Hailed as the new, if scruffy, prince of Hollywood, he delighted young viewers with his friskily idiosyncratic portrayals, with which they identified completely.


However, like far too many “overnight sensations,” Shia took his “sudden” success for granted much too quickly, and began turning producers and coworkers off with his unprofessional and errant behavior.


Since bigtime filmmaking is a billion-dollar business that must run like clockwork to make a hefty profit, Shia was summarily dropped like a very hot and unsavory potato, and left to grumpily play the blame game—with himself.

He deserved the scorn and comeuppance, but we still hoped that he would eventually be given a chance to recover, because he’s too good and unique a talent to be given up on for keeps.

The good news is that Shia has finally been able to turn his “loser” image around, by way of a number of “winning” portrayals in more recent film outings like “Fury,” where he was singled out for his ability to “disappear” into his assigned character.

In “American Honey,” the Variety reviewer writes, “he easily delivers his best performance, bleeding the eccentricities of his own celebrity persona into his character, to fascinating and oddly moving effect.”

Most significantly of all, Shia’s latest film, “Borg vs McEnroe,” casts him as the legendary tennis champion, John McEnroe.

The sports drama is unfamiliar thespic territory for Shia, so he had to train really hard and otherwise get his act together, to pass muster in the challenging role.


The mere fact that he accepted the “make or break” challenge says a lot about how much and how far he’s recovered his thespic focus and moxie, after his humiliating downfall starting around 2005.

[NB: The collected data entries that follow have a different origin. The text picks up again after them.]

//! Rhetorical-figure labels.
//!
//! The label set is closed: the structured-output schema enumerates the
//! same values, and anything else is rejected at deserialization time.

use serde::{Deserialize, Serialize};
use std::fmt;
use std::str::FromStr;
use thiserror::Error;

/// Error returned when a string does not name a known figure.
#[derive(Error, Debug, Clone, PartialEq, Eq)]
#[error("Unknown figure label: {0}")]
pub struct UnknownLabel(pub String);

/// A rhetorical figure of speech.
#[derive(Debug, Clone, Copy, PartialEq, Eq, Hash, PartialOrd, Ord, Serialize, Deserialize)]
pub enum Label {
    #[serde(rename = "metafora")]
    Metafora,
    #[serde(rename = "metonimia")]
    Metonimia,
    #[serde(rename = "hiperbole")]
    Hiperbole,
    #[serde(rename = "ironia")]
    Ironia,
    #[serde(rename = "sarcasmo")]
    Sarcasmo,
    #[serde(rename = "antitese")]
    Antitese,
    #[serde(rename = "paradoxo")]
    Paradoxo,
    #[serde(rename = "anafora")]
    Anafora,
    #[serde(rename = "aliteracao")]
    Aliteracao,
    #[serde(rename = "eufemismo")]
    Eufemismo,
    #[serde(rename = "gradacao")]
    Gradacao,
    #[serde(rename = "prosopopeia")]
    Prosopopeia,
    #[serde(rename = "pergunta_retórica", alias = "pergunta_retorica")]
    PerguntaRetorica,
    #[serde(rename = "apelo_popular")]
    ApeloPopular,
    #[serde(rename = "analogia")]
    Analogia,
    #[serde(rename = "assonancia")]
    Assonancia,
    #[serde(rename = "pleonasmo")]
    Pleonasmo,
}

impl Label {
    /// Every label, in declaration order.
    pub const ALL: [Label; 17] = [
        Label::Metafora,
        Label::Metonimia,
        Label::Hiperbole,
        Label::Ironia,
        Label::Sarcasmo,
        Label::Antitese,
        Label::Paradoxo,
        Label::Anafora,
        Label::Aliteracao,
        Label::Eufemismo,
        Label::Gradacao,
        Label::Prosopopeia,
        Label::PerguntaRetorica,
        Label::ApeloPopular,
        Label::Analogia,
        Label::Assonancia,
        Label::Pleonasmo,
    ];

    /// Labels the annotation model may emit.
    ///
    /// `sarcasmo` only appears in hand-curated references, so it is left
    /// out of the structured-output enum.
    pub fn annotatable() -> impl Iterator<Item = Label> {
        Self::ALL.into_iter().filter(|l| *l != Label::Sarcasmo)
    }

    /// Wire name used in JSON payloads.
    pub fn as_str(&self) -> &'static str {
        match self {
            Label::Metafora => "metafora",
            Label::Metonimia => "metonimia",
            Label::Hiperbole => "hiperbole",
            Label::Ironia => "ironia",
            Label::Sarcasmo => "sarcasmo",
            Label::Antitese => "antitese",
            Label::Paradoxo => "paradoxo",
            Label::Anafora => "anafora",
            Label::Aliteracao => "aliteracao",
            Label::Eufemismo => "eufemismo",
            Label::Gradacao => "gradacao",
            Label::Prosopopeia => "prosopopeia",
            Label::PerguntaRetorica => "pergunta_retórica",
            Label::ApeloPopular => "apelo_popular",
            Label::Analogia => "analogia",
            Label::Assonancia => "assonancia",
            Label::Pleonasmo => "pleonasmo",
        }
    }
}

impl fmt::Display for Label {
    fn fmt(&self, f: &mut fmt::Formatter<'_>) -> fmt::Result {
        f.write_str(self.as_str())
    }
}

impl FromStr for Label {
    type Err = UnknownLabel;

    fn from_str(s: &str) -> Result<Self, Self::Err> {
        // Accept the unaccented spelling as well; model output is not always faithful.
        let wanted = s.trim();
        if wanted == "pergunta_retorica" {
            return Ok(Label::PerguntaRetorica);
        }
        Self::ALL
            .into_iter()
            .find(|l| l.as_str() == wanted)
            .ok_or_else(|| UnknownLabel(s.to_string()))
    }
}
//! From speeches to batch requests, and from batch output to span records.

use chrono::{Datelike, NaiveDate};
use figuras_core::clean::{clean_annexes, is_eligible};
use figuras_core::record::parse_speech_date;
use figuras_core::{Chunk, Engine, GlobalSpan, RejectedSpan, SpanRecord};
use serde::{Deserialize, Deserializer, Serialize};
use serde_json::Value;
use std::collections::BTreeMap;
use tracing::{debug, info, warn};

use crate::batch::{Annotation, CustomId, RequestBuilder, RequestLine};
use crate::budget::{CostBudget, CostEstimate, ModelPrice};

/// A speech as read from the input JSONL.
#[derive(Debug, Clone, PartialEq, Serialize, Deserialize)]
pub struct SpeechDocument {
    #[serde(deserialize_with = "string_or_number")]
    pub document_id: String,

    pub text: String,

    #[serde(default)]
    pub date: Option<String>,

    #[serde(default)]
    pub speaker: Option<String>,

    #[serde(default)]
    pub party: Option<String>,
}

impl SpeechDocument {
    pub fn new(document_id: impl Into<String>, text: impl Into<String>) -> Self {
        Self {
            document_id: document_id.into(),
            text: text.into(),
            date: None,
            speaker: None,
            party: None,
        }
    }

    pub fn with_date(mut self, date: impl Into<String>) -> Self {
        self.date = Some(date.into());
        self
    }

    /// Parsed speech date, if present and readable.
    pub fn parsed_date(&self) -> Option<NaiveDate> {
        self.date.as_deref().and_then(parse_speech_date)
    }

    /// Text the annotator sees. Span offsets refer to this text.
    pub fn cleaned_text(&self) -> String {
        clean_annexes(&self.text)
    }
}

/// Senate exports carry numeric speech codes; accept both forms.
fn string_or_number<'de, D>(deserializer: D) -> Result<String, D::Error>
where
    D: Deserializer<'de>,
{
    match Value::deserialize(deserializer)? {
        Value::String(s) => Ok(s),
        Value::Number(n) => Ok(n.to_string()),
        other => Err(serde::de::Error::custom(format!(
            "document_id must be a string or number, got {}",
            other
        ))),
    }
}

/// Why an annotation could not be placed in a document.
#[derive(Debug, Clone, PartialEq, Serialize)]
pub struct UnmatchedAnnotation {
    pub custom_id: String,
    pub reason: String,
}

/// Output of [`Pipeline::reconcile`].
#[derive(Debug, Clone, Default, Serialize)]
pub struct Reconciliation {
    /// Deduplicated records, ordered by document then position
    pub records: Vec<SpanRecord>,

    /// Spans that failed validation against their chunk
    pub rejected: Vec<RejectedSpan>,

    /// Annotations whose document or chunk is unknown
    pub unmatched: Vec<UnmatchedAnnotation>,
}

/// Result of building requests for a set of speeches.
#[derive(Debug, Clone, Default)]
pub struct PreparedBatch {
    pub requests: Vec<RequestLine>,

    /// Documents skipped for having too few words
    pub ineligible: Vec<String>,

    /// Documents left out because the cost budget ran out
    pub over_budget: Vec<String>,
}

/// Ties cleaning, chunking, remapping and deduplication together.
#[derive(Debug, Clone)]
pub struct Pipeline {
    engine: Engine,
    min_words: usize,
}

impl Pipeline {
    pub fn new(engine: Engine) -> Self {
        Self {
            engine,
            min_words: figuras_core::clean::DEFAULT_MIN_WORDS,
        }
    }

    /// Speeches need strictly more than `min_words` words to be annotated.
    pub fn with_min_words(mut self, min_words: usize) -> Self {
        self.min_words = min_words;
        self
    }

    pub fn engine(&self) -> &Engine {
        &self.engine
    }

    /// Chunks of a speech's cleaned text.
    ///
    /// Request building and reconciliation both go through here, so chunk
    /// indices and offsets agree on both sides of the batch.
    pub fn chunks(&self, document: &SpeechDocument) -> Vec<Chunk> {
        self.engine.chunk(&document.document_id, &document.cleaned_text())
    }

    /// Whether a speech is long enough to annotate.
    pub fn is_eligible(&self, document: &SpeechDocument) -> bool {
        is_eligible(&document.cleaned_text(), self.min_words)
    }

    /// Build request lines for every eligible speech.
    ///
    /// A speech is admitted whole or not at all: if any of its requests
    /// would exceed `budget`, none of them is emitted.
    pub fn prepare_requests(
        &self,
        documents: &[SpeechDocument],
        builder: &RequestBuilder,
        price: &ModelPrice,
        output_tokens: u64,
        prompt_cached: bool,
        budget: &CostBudget,
    ) -> PreparedBatch {
        let mut batch = PreparedBatch::default();

        for document in documents {
            if !self.is_eligible(document) {
                debug!(document_id = %document.document_id, "Speech too short, skipped");
                batch.ineligible.push(document.document_id.clone());
                continue;
            }

            let chunks = self.chunks(document);
            let estimate = chunks
                .iter()
                .map(|c| {
                    CostEstimate::for_text(
                        price,
                        builder.request_text(&c.text),
                        output_tokens,
                        prompt_cached,
                    )
                })
                .fold(CostEstimate::default(), merge_estimates);

            if !budget.try_admit(document.parsed_date().map(|d| d.year()), &estimate) {
                batch.over_budget.push(document.document_id.clone());
                continue;
            }

            batch.requests.extend(builder.document_requests(&chunks));
        }

        info!(
            requests = batch.requests.len(),
            ineligible = batch.ineligible.len(),
            over_budget = batch.over_budget.len(),
            "Prepared batch requests"
        );

        batch
    }

    /// Put annotations back into document coordinates and collapse
    /// duplicates.
    ///
    /// Invalid spans are collected, never clamped or dropped silently.
    /// Annotations pointing at unknown documents or chunks are reported
    /// in [`Reconciliation::unmatched`].
    pub fn reconcile(
        &self,
        documents: &[SpeechDocument],
        annotations: Vec<Annotation>,
    ) -> Reconciliation {
        let by_id: BTreeMap<&str, &SpeechDocument> = documents
            .iter()
            .map(|d| (d.document_id.as_str(), d))
            .collect();

        let mut chunk_cache: BTreeMap<String, Vec<Chunk>> = BTreeMap::new();
        let mut spans: BTreeMap<String, Vec<GlobalSpan>> = BTreeMap::new();
        let mut result = Reconciliation::default();

        for annotation in annotations {
            let CustomId { document_id, .. } = &annotation.custom_id;

            let Some(document) = by_id.get(document_id.as_str()) else {
                warn!(custom_id = %annotation.custom_id, "Annotation for unknown document");
                result.unmatched.push(UnmatchedAnnotation {
                    custom_id: annotation.custom_id.to_string(),
                    reason: "unknown document".to_string(),
                });
                continue;
            };

            let chunks = chunk_cache
                .entry(document_id.clone())
                .or_insert_with(|| self.chunks(document));

            if annotation.custom_id.chunk_index.is_none() && chunks.len() > 1 {
                warn!(
                    custom_id = %annotation.custom_id,
                    chunks = chunks.len(),
                    "Whole-document annotation for a chunked document; check chunking config"
                );
                result.unmatched.push(UnmatchedAnnotation {
                    custom_id: annotation.custom_id.to_string(),
                    reason: format!(
                        "whole-document id but the document splits into {} chunks",
                        chunks.len()
                    ),
                });
                continue;
            }

            let Some(chunk) = chunks.get(annotation.custom_id.index()) else {
                warn!(
                    custom_id = %annotation.custom_id,
                    chunks = chunks.len(),
                    "Annotation for unknown chunk"
                );
                result.unmatched.push(UnmatchedAnnotation {
                    custom_id: annotation.custom_id.to_string(),
                    reason: format!("document has {} chunks", chunks.len()),
                });
                continue;
            };

            let outcome = self.engine.remap_decoded(chunk, annotation.spans);
            result.rejected.extend(outcome.rejected);
            spans
                .entry(document_id.clone())
                .or_default()
                .extend(outcome.spans);
        }

        for (document_id, document_spans) in spans {
            let date = by_id.get(document_id.as_str()).and_then(|d| d.parsed_date());
            for span in self.engine.dedup(document_spans) {
                result.records.push(SpanRecord::new(document_id.clone(), date, span));
            }
        }

        info!(
            records = result.records.len(),
            rejected = result.rejected.len(),
            unmatched = result.unmatched.len(),
            "Reconciled batch output"
        );

        result
    }
}

impl Default for Pipeline {
    fn default() -> Self {
        Self::new(Engine::default())
    }
}

fn merge_estimates(acc: CostEstimate, next: CostEstimate) -> CostEstimate {
    CostEstimate {
        text_tokens: acc.text_tokens + next.text_tokens,
        prompt_tokens: acc.prompt_tokens + next.prompt_tokens,
        output_tokens: acc.output_tokens + next.output_tokens,
        input_cost: acc.input_cost + next.input_cost,
        output_cost: acc.output_cost + next.output_cost,
        total_cost: acc.total_cost + next.total_cost,
    }
}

He was serially arrested, charged with assault with a deadly weapon and criminal trespassing, among many other run-ins with the law.

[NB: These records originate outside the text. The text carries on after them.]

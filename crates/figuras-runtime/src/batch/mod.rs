//! Batch API plumbing.
//!
//! Requests go out as one JSON line per chunk; results come back as one
//! JSON line per request. Both sides are keyed by a [`CustomId`] that
//! encodes the document and the chunk, which is all the reconciliation
//! step needs to put spans back in document coordinates.

use std::fmt;
use std::str::FromStr;
use thiserror::Error;

pub mod job;
pub mod output;
pub mod request;

pub use job::{BatchJob, JobError, JobStatus};
pub use output::{parse_line, parse_output, partition, Annotation, FailedLine, ParsedLine};
pub use request::{response_schema, BatchConfig, RequestBuilder, RequestLine};

/// Prefix shared by every request id.
pub const CUSTOM_ID_PREFIX: &str = "disc-";

/// Errors from batch file handling.
#[derive(Error, Debug)]
pub enum BatchError {
    #[error("I/O error: {0}")]
    IoError(#[from] std::io::Error),

    #[error("JSON error: {0}")]
    JsonError(#[from] serde_json::Error),

    #[error("Line {line}: {source}")]
    LineError {
        line: usize,
        #[source]
        source: serde_json::Error,
    },

    #[error("Invalid custom_id: {0}")]
    InvalidCustomId(String),

    #[error("Batch config validation failed: {0}")]
    ValidationError(String),
}

/// Request identifier: `disc-{document_id}` for a document sent whole,
/// `disc-{document_id}-c{chunk_index}` for one chunk of a longer one.
#[derive(Debug, Clone, PartialEq, Eq, Hash, PartialOrd, Ord)]
pub struct CustomId {
    pub document_id: String,
    pub chunk_index: Option<usize>,
}

impl CustomId {
    /// Id for a document that fits in a single request.
    pub fn whole(document_id: impl Into<String>) -> Self {
        Self {
            document_id: document_id.into(),
            chunk_index: None,
        }
    }

    /// Id for chunk `index` of a document.
    pub fn chunk(document_id: impl Into<String>, index: usize) -> Self {
        Self {
            document_id: document_id.into(),
            chunk_index: Some(index),
        }
    }

    /// Chunk index this id refers to; a whole document is chunk 0.
    pub fn index(&self) -> usize {
        self.chunk_index.unwrap_or(0)
    }
}

impl fmt::Display for CustomId {
    fn fmt(&self, f: &mut fmt::Formatter<'_>) -> fmt::Result {
        match self.chunk_index {
            Some(index) => write!(f, "{}{}-c{}", CUSTOM_ID_PREFIX, self.document_id, index),
            None => write!(f, "{}{}", CUSTOM_ID_PREFIX, self.document_id),
        }
    }
}

impl FromStr for CustomId {
    type Err = BatchError;

    fn from_str(s: &str) -> Result<Self, Self::Err> {
        let rest = s
            .strip_prefix(CUSTOM_ID_PREFIX)
            .ok_or_else(|| BatchError::InvalidCustomId(s.to_string()))?;

        if let Some((document_id, suffix)) = rest.rsplit_once("-c") {
            if !document_id.is_empty()
                && !suffix.is_empty()
                && suffix.bytes().all(|b| b.is_ascii_digit())
            {
                let index = suffix
                    .parse()
                    .map_err(|_| BatchError::InvalidCustomId(s.to_string()))?;
                return Ok(Self::chunk(document_id, index));
            }
        }

        if rest.is_empty() {
            return Err(BatchError::InvalidCustomId(s.to_string()));
        }
        Ok(Self::whole(rest))
    }
}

His image was further bruised and battered after other charges were filed—like driving under the influence, getting involved in a car crash, brawls, disorderly conduct, assault, sexual assault—and even urinating in public. Just how low could a once-rising and now crash-landing luminary go?!

Happily, Shia appears to have learned his hardknocks, tough-luck lessons, so he’s finally on the comeback trail. Let’s hope that he perseveres and eventually triumphs—because he’s that good.

Even more pertinently, we trust that Shia’s “rise, fall and recovery” show biz story and odyssey will teach other young talents to value the talent and stardom that they have been gifted with, because it is a rare prize that is won only once in a lifetime, if at all!

Much too often, the attendant fame and fortune come too much, too fast for them to level-headedly handle, so they go from victor to victim in the blink and wink of a gimlet eye.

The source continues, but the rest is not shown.